> Task to carry out:
Beneath this line is the data. Output exactly the lines from the line with "let outcome = self.answerer.ask(&question).await;" to the line with "a cancellable handle.", both ends included, and nothing more.

> Data to use:
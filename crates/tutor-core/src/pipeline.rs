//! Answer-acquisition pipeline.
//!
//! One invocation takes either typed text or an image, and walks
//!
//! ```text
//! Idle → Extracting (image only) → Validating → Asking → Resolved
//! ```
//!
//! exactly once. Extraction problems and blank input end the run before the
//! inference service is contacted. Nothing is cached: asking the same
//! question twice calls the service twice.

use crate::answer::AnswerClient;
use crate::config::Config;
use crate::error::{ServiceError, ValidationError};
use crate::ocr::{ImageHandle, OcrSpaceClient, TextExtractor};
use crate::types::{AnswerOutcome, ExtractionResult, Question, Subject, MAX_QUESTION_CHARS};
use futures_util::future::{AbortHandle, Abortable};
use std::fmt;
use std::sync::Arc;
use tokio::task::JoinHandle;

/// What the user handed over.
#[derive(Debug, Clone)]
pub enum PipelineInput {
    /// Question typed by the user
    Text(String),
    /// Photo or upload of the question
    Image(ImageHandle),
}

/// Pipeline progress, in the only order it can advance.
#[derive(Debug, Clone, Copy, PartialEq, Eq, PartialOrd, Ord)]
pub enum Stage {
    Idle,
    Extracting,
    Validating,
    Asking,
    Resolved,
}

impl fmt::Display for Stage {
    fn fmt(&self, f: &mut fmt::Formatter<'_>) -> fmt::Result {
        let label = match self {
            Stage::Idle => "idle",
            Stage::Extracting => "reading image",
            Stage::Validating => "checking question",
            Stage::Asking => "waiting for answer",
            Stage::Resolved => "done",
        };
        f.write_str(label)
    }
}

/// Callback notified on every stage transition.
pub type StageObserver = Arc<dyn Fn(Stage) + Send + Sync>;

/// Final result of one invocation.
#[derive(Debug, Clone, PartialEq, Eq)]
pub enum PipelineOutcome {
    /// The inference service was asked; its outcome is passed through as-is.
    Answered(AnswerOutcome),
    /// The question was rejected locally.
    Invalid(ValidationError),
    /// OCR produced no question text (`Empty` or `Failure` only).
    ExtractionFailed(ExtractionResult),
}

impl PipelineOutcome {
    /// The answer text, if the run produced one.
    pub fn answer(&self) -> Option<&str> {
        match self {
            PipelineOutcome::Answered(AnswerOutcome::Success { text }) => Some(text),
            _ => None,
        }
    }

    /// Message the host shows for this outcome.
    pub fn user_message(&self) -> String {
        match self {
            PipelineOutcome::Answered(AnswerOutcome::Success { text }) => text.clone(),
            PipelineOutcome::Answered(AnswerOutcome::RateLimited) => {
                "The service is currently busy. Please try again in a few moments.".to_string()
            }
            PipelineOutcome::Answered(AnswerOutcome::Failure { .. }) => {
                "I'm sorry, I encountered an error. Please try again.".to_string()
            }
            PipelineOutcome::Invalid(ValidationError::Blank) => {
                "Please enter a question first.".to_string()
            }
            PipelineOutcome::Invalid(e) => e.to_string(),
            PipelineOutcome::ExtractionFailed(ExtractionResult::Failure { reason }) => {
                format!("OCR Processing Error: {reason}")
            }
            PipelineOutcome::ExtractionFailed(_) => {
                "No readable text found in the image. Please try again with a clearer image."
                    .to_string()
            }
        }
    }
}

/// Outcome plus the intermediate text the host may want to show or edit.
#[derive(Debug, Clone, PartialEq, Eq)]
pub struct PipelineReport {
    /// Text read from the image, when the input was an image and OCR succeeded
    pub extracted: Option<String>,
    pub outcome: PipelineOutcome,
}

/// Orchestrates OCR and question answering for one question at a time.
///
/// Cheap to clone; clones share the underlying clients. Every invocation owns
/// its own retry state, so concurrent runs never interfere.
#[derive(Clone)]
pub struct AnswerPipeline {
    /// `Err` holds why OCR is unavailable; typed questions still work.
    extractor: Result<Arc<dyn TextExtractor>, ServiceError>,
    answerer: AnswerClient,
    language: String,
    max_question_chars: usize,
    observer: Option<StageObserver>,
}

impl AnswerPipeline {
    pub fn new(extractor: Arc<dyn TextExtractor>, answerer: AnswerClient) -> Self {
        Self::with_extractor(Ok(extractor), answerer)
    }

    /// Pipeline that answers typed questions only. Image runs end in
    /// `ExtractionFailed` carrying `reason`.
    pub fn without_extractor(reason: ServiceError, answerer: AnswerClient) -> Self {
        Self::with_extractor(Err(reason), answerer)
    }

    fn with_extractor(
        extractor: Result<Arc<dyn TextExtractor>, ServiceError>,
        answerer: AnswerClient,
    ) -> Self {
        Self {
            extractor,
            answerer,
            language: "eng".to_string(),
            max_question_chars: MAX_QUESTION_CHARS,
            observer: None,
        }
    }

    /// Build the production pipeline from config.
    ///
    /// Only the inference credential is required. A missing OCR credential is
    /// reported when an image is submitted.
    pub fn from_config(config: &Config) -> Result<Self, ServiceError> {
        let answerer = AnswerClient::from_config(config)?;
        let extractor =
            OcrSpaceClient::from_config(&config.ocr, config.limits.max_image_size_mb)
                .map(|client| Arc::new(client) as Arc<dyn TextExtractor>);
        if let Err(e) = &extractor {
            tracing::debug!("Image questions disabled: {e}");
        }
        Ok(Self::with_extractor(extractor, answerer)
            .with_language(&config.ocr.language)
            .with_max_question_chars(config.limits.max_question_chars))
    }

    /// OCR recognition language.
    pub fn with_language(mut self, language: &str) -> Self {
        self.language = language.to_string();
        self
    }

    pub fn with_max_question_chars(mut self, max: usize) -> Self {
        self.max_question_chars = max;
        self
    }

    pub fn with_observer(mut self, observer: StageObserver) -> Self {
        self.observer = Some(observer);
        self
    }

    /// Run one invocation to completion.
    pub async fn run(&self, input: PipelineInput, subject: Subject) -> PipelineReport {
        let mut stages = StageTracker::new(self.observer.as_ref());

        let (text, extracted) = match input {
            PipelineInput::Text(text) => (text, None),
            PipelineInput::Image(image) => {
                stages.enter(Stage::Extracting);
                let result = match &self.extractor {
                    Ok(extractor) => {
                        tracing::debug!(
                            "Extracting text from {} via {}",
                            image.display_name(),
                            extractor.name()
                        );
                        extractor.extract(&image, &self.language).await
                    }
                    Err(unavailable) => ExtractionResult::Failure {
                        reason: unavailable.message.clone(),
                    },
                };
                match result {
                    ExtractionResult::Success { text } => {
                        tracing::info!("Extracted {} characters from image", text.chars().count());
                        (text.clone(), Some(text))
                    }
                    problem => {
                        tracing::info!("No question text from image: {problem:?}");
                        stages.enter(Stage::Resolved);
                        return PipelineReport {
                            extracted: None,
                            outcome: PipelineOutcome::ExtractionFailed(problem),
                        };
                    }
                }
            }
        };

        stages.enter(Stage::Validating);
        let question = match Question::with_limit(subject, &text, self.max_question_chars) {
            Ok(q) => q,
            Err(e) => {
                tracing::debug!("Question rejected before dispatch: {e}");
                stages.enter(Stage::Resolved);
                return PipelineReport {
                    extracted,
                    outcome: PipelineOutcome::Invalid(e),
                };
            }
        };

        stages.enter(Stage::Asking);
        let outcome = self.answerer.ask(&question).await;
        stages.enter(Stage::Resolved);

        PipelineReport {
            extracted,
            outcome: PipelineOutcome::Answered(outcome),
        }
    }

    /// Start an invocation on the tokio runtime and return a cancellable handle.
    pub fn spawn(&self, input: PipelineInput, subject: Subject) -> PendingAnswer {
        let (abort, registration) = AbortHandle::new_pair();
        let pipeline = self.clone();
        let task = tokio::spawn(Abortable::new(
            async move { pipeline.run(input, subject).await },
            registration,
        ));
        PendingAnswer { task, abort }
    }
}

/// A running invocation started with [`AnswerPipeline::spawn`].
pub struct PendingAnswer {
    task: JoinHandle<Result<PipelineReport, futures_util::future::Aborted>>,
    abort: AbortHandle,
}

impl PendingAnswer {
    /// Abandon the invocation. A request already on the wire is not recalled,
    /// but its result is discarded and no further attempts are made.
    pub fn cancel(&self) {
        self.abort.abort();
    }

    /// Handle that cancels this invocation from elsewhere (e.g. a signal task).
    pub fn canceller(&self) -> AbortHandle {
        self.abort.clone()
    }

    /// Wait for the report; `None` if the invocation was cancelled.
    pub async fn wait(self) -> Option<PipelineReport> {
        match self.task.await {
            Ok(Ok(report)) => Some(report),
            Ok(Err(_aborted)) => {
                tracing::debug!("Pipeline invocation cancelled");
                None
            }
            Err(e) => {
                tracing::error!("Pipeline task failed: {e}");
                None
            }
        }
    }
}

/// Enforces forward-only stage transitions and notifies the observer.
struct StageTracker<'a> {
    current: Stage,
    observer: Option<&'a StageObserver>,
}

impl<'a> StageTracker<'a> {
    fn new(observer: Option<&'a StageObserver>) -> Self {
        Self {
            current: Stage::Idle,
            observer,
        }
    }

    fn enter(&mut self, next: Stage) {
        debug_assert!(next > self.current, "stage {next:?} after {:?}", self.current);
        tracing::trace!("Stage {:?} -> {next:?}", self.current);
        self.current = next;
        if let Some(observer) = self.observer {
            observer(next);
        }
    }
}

> Output of the task:
        let outcome = self.answerer.ask(&question).await;
        stages.enter(Stage::Resolved);

        PipelineReport {
            extracted,
            outcome: PipelineOutcome::Answered(outcome),
        }
    }

    /// Start an invocation on the tokio runtime and return a cancellable handle.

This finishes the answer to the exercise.